Stormont has produced a “cliche-ridden” recipe for dither, Jim Allister said.
The ministers’ pathway to recovery from coronavirus does not tell parents when they can return children to school permanently or allow them to attend sports clubs, the powersharing critic added.
The Traditional Unionist Voice leader said businesses were also seeking certainty.
It is not much of a satnav if it does not tell you the route or when you expect to get thereJim Allister
Mr Allister said: “We have been given a cliche-ridden algorithm for dither.
“It is not much of a satnav if it does not tell you the route or when you expect to get there.
“High-sounding cliches about being data-driven of course are really about providing opportunities to cover executive indecision and disagreement, but they do nothing to answer the questions that ordinary people have.”
Deputy First Minister Michelle O’Neill said restrictions would be lifted when it was safe to do so for children and others.
She said easing measures must be sustainable. “None of us want to roll back, we only want to make progress.
“The best way the public can have confidence that we are going to go forward is if we work our way through this in a staged way.”
Mr Allister said there were too many unanswered questions. “All we have today is more maybe, maybe. It is not good enough.”
Ms O’Neill said it was a “hopeful” day. “I believe it is the right pathway to take us out of restrictions.
“It is really important that all ministers and elected representatives work together.
“People have reason to have optimism. People have reason to look to the future with some degree of confidence.
“What we need to do is take them out of it in a staged way.”
The deputy First Minister said there is no single solution to tackling Covid-19.
She added: “We shouldn’t put all our eggs in the vaccine basket.
“While the vaccine is hugely effective, we don’t have evidence to say that it stops the spread of the virus, so we need to have a combination of efforts.”
The DUP’s Pam Cameron asked the Sinn Fein vice-president if she would make it clear whether the indicators the executive will consider when relaxing lockdown rules included economic and educational sectors and not just figures released by the Department of Health.
Ms O’Neill said health, community and economy were all crucially important.

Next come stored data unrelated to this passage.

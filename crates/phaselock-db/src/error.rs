//! Error types for the data layer.
//!
//! Backend errors are wrapped in [`DbError`] and converted into the
//! collaborator error types ([`LedgerError`], [`BlobError`]) at the trait
//! boundary, so the evolution loop never sees `sqlx` or `fred` types.

use phaselock_core::blob::BlobError;
use phaselock_ledger::LedgerError;

/// Errors that can occur in the data layer.
#[derive(Debug, thiserror::Error)]
pub enum DbError {
    /// A `PostgreSQL` operation failed.
    #[error("PostgreSQL error: {0}")]
    Postgres(#[from] sqlx::Error),

    /// A `PostgreSQL` migration failed.
    #[error("PostgreSQL migration error: {0}")]
    Migration(#[from] sqlx::migrate::MigrateError),

    /// A `Dragonfly`/Redis operation failed.
    #[error("Dragonfly error: {0}")]
    Dragonfly(#[from] fred::error::Error),

    /// A stored row holds a value that does not decode.
    #[error("Corrupt row in {table}: {reason}")]
    CorruptRow {
        /// Table the row came from.
        table: &'static str,
        /// What failed to decode.
        reason: String,
    },

    /// A configuration error.
    #[error("Configuration error: {0}")]
    Config(String),
}

impl From<DbError> for LedgerError {
    fn from(err: DbError) -> Self {
        match err {
            DbError::Config(reason) => Self::Unavailable { reason },
            other => Self::Backend {
                message: other.to_string(),
            },
        }
    }
}

impl From<DbError> for BlobError {
    fn from(err: DbError) -> Self {
        Self::Unavailable {
            reason: err.to_string(),
        }
    }
}

#[cfg(test)]
mod tests {
    use super::*;

    #[test]
    fn backend_errors_stay_retryable() {
        let ledger: LedgerError = DbError::Config(String::from("bad url")).into();
        assert!(ledger.is_retryable());

        let ledger: LedgerError = DbError::CorruptRow {
            table: "commitments",
            reason: String::from("digest"),
        }
        .into();
        assert!(matches!(ledger, LedgerError::Backend { .. }));

        let blob: BlobError = DbError::Config(String::from("bad url")).into();
        assert!(blob.is_retryable());
    }
}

She said the executive was committed to restarting education services as quickly as possible for the sake of children and young people.
The DUP’s Paul Givan said other parts of the UK are getting their children back to school.
Under the executive’s plan, P1 to P3 primary school children will return to school on March 8.
Mr Givan asked could all children be returned to school more quickly.
Ms O’Neill said his DUP is part of the executive and all parties agreed to the approach outlined.